3. Confident Risk Takers: entrepreneurial and comfortable with ambiguity

These executives are extremely confident risk-takers—they understand that being a leader in the business alongside a promoter for an organization is as good as treating it as your own, independent business. The moment you enter the mindset of viewing it as your own company, in order to succeed you will take risks that you’ll ensure will pay off. These risks, however, aren’t frivolous—these aggressive leaders are surprisingly comfortable with tackling uncharted territories. Ambiguity poses no threat to them.

4. Masters of Power Play

If you ever want to understand how power underlies an organization, these are the people you go to. It’s also salient how they utilize the power they observe in a positive manner in order to deliver outcomes in an organization. They will seek to attain power so as to use it for the best and are conscious of misusing it for personal gain. They’re clear about the concept that at its core, the organization is an institution of power rather than an individual with power.

5. Pragmatic Idealism

These executives approach their business from a holistic perspective—they intertwine what’s good for society with what’s good for business. These people prove that you can retain a idealistic approach to business yet be pragmatic and still make money. Bunch of leaders who made Tata Nano or Mahindra Scorpio dream come true would be a good example.

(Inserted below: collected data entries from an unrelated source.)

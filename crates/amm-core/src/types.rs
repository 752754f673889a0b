// amm-core/src/types.rs

use crate::{CoreError, CoreResult};
use num_bigint::BigUint;
use num_traits::{ToPrimitive, Zero};
use serde::{Deserialize, Deserializer, Serialize, Serializer};
use std::fmt;
use std::ops::Add;
use std::str::FromStr;

/// Block number/height
pub type BlockNumber = u64;

/// Pool identifier, assigned once at creation and never reused
pub type PoolId = u64;

/// Token amount (using BigUint for arbitrary precision)
#[derive(Debug, Clone, PartialEq, Eq, PartialOrd, Ord, Hash, Default)]
pub struct Amount(BigUint);

impl Amount {
    pub fn new(value: BigUint) -> Self {
        Self(value)
    }

    pub fn zero() -> Self {
        Self(BigUint::zero())
    }

    pub fn from_u64(value: u64) -> Self {
        Self(BigUint::from(value))
    }

    pub fn from_u128(value: u128) -> Self {
        Self(BigUint::from(value))
    }

    /// `tokens * 10^18` base units
    pub fn from_tokens(tokens: u64) -> Self {
        Self(BigUint::from(tokens) * BigUint::from(10u64).pow(18))
    }

    pub fn inner(&self) -> &BigUint {
        &self.0
    }

    pub fn into_inner(self) -> BigUint {
        self.0
    }

    pub fn is_zero(&self) -> bool {
        self.0.is_zero()
    }

    /// Lossy view for logging and metrics only
    pub fn to_u128(&self) -> Option<u128> {
        self.0.to_u128()
    }

    pub fn checked_sub(&self, other: &Amount) -> Option<Amount> {
        if self.0 < other.0 {
            None
        } else {
            Some(Amount(&self.0 - &other.0))
        }
    }

    /// `floor(self * numerator / denominator)`
    pub fn mul_div_floor(&self, numerator: &Amount, denominator: &Amount) -> CoreResult<Amount> {
        if denominator.is_zero() {
            return Err(CoreError::DivisionByZero);
        }
        Ok(Amount(&self.0 * &numerator.0 / &denominator.0))
    }

    /// `ceil(self * numerator / denominator)`
    pub fn mul_div_ceil(&self, numerator: &Amount, denominator: &Amount) -> CoreResult<Amount> {
        if denominator.is_zero() {
            return Err(CoreError::DivisionByZero);
        }
        let product = &self.0 * &numerator.0;
        let quotient = &product / &denominator.0;
        if &quotient * &denominator.0 == product {
            Ok(Amount(quotient))
        } else {
            Ok(Amount(quotient + 1u32))
        }
    }
}

impl Add for Amount {
    type Output = Amount;

    fn add(self, other: Amount) -> Amount {
        Amount(self.0 + other.0)
    }
}

impl<'a> Add<&'a Amount> for &'a Amount {
    type Output = Amount;

    fn add(self, other: &'a Amount) -> Amount {
        Amount(&self.0 + &other.0)
    }
}

impl From<u64> for Amount {
    fn from(value: u64) -> Self {
        Self::from_u64(value)
    }
}

impl fmt::Display for Amount {
    fn fmt(&self, f: &mut fmt::Formatter<'_>) -> fmt::Result {
        write!(f, "{}", self.0)
    }
}

impl FromStr for Amount {
    type Err = CoreError;

    fn from_str(s: &str) -> CoreResult<Self> {
        if s.is_empty() || !s.bytes().all(|b| b.is_ascii_digit()) {
            return Err(CoreError::ParseError(format!("invalid amount '{}'", s)));
        }
        BigUint::from_str(s)
            .map(Amount)
            .map_err(|e| CoreError::ParseError(e.to_string()))
    }
}

// Amounts travel as decimal strings so JSON consumers never lose precision.
impl Serialize for Amount {
    fn serialize<S: Serializer>(&self, serializer: S) -> Result<S::Ok, S::Error> {
        serializer.serialize_str(&self.0.to_string())
    }
}

impl<'de> Deserialize<'de> for Amount {
    fn deserialize<D: Deserializer<'de>>(deserializer: D) -> Result<Self, D::Error> {
        let s = String::deserialize(deserializer)?;
        Amount::from_str(&s).map_err(serde::de::Error::custom)
    }
}

/// Check a denomination against `[a-zA-Z][a-zA-Z0-9/:._-]{2,127}`
pub fn validate_denom(denom: &str) -> CoreResult<()> {
    let bytes = denom.as_bytes();
    if bytes.len() < 3 || bytes.len() > 128 {
        return Err(CoreError::ParseError(format!(
            "denom '{}' must be 3-128 characters",
            denom
        )));
    }
    if !bytes[0].is_ascii_alphabetic() {
        return Err(CoreError::ParseError(format!(
            "denom '{}' must start with a letter",
            denom
        )));
    }
    let valid = bytes[1..]
        .iter()
        .all(|b| b.is_ascii_alphanumeric() || matches!(b, b'/' | b':' | b'.' | b'_' | b'-'));
    if !valid {
        return Err(CoreError::ParseError(format!(
            "denom '{}' contains invalid characters",
            denom
        )));
    }
    Ok(())
}

/// An amount of a single denomination
#[derive(Debug, Clone, PartialEq, Eq, Hash, Serialize, Deserialize)]
pub struct Coin {
    pub denom: String,
    pub amount: Amount,
}

impl Coin {
    pub fn new(denom: impl Into<String>, amount: Amount) -> Self {
        Self {
            denom: denom.into(),
            amount,
        }
    }

    pub fn is_zero(&self) -> bool {
        self.amount.is_zero()
    }
}

impl fmt::Display for Coin {
    fn fmt(&self, f: &mut fmt::Formatter<'_>) -> fmt::Result {
        write!(f, "{}{}", self.amount, self.denom)
    }
}

impl FromStr for Coin {
    type Err = CoreError;

    /// Parse `"<amount><denom>"`, e.g. `100stake2`
    fn from_str(s: &str) -> CoreResult<Self> {
        let s = s.trim();
        let split = s
            .find(|c: char| !c.is_ascii_digit())
            .ok_or_else(|| CoreError::ParseError(format!("coin '{}' has no denom", s)))?;
        let (amount, denom) = s.split_at(split);
        let amount = Amount::from_str(amount)?;
        validate_denom(denom)?;
        Ok(Coin::new(denom, amount))
    }
}

#[cfg(test)]
mod tests {
    use super::*;

    #[test]
    fn test_amount_arithmetic() {
        let a = Amount::from_u64(100);
        let b = Amount::from_u64(50);

        let sum = &a + &b;
        assert_eq!(sum, Amount::from_u64(150));

        let diff = sum.checked_sub(&b).unwrap();
        assert_eq!(diff, Amount::from_u64(100));
        assert!(b.checked_sub(&sum).is_none());
    }

    #[test]
    fn test_amount_underflow() {
        let a = Amount::from_u64(50);
        let b = Amount::from_u64(100);

        assert!(a.checked_sub(&b).is_none());
    }

    #[test]
    fn test_mul_div_rounding() {
        let balance = Amount::from_u64(1000);
        let shares = Amount::from_u64(1);
        let total = Amount::from_u64(3);

        assert_eq!(balance.mul_div_floor(&shares, &total).unwrap(), Amount::from_u64(333));
        assert_eq!(balance.mul_div_ceil(&shares, &total).unwrap(), Amount::from_u64(334));
        assert_eq!(
            balance.mul_div_ceil(&Amount::from_u64(3), &total).unwrap(),
            Amount::from_u64(1000)
        );
        assert!(balance.mul_div_floor(&shares, &Amount::zero()).is_err());
    }

    #[test]
    fn test_amount_serializes_as_string() {
        let amount = Amount::from_tokens(3);
        let json = serde_json::to_string(&amount).unwrap();
        assert_eq!(json, "\"3000000000000000000\"");

        let back: Amount = serde_json::from_str(&json).unwrap();
        assert_eq!(back, amount);
    }

    #[test]
    fn test_parse_coin() {
        let coin: Coin = "100stake2".parse().unwrap();
        assert_eq!(coin.denom, "stake2");
        assert_eq!(coin.amount, Amount::from_u64(100));
        assert_eq!(coin.to_string(), "100stake2");

        let share: Coin = "5gamm/pool/1".parse().unwrap();
        assert_eq!(share.denom, "gamm/pool/1");
    }

    #[test]
    fn test_parse_coin_rejects_garbage() {
        assert!("stake".parse::<Coin>().is_err());
        assert!("100".parse::<Coin>().is_err());
        assert!("10x".parse::<Coin>().is_err());
        assert!("10 stake".parse::<Coin>().is_err());
    }

    #[test]
    fn test_validate_denom() {
        assert!(validate_denom("uosmo").is_ok());
        assert!(validate_denom("ibc/27394FB0").is_ok());
        assert!(validate_denom("1abc").is_err());
        assert!(validate_denom("ab").is_err());
    }
}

6. Team builders par excellence

These executives are leaders not managers. They earn their way through their teams. Usually, extremely demanding in outcomes, they are experts in creating and sustaining an environment of tough love with their teams. Most IIT’s have a culture of belongingness, a sense of family feeling among colleagues, a cohesiveness in teams and are organizations with a soul. These leaders are some the strongest contributors in upholding that culture.

Conclusively, am I saying that the four logically sound and theoretically correct combinations that I hear promoters/CEO's ask for in their executive teams are not practical? No, I am simply giving you something more that's proven elsewhere, like the IIT's, to ponder about. It’s no wonder, then, that management is the tasteful combination of the art and the science which the IIT's realized early and embraced.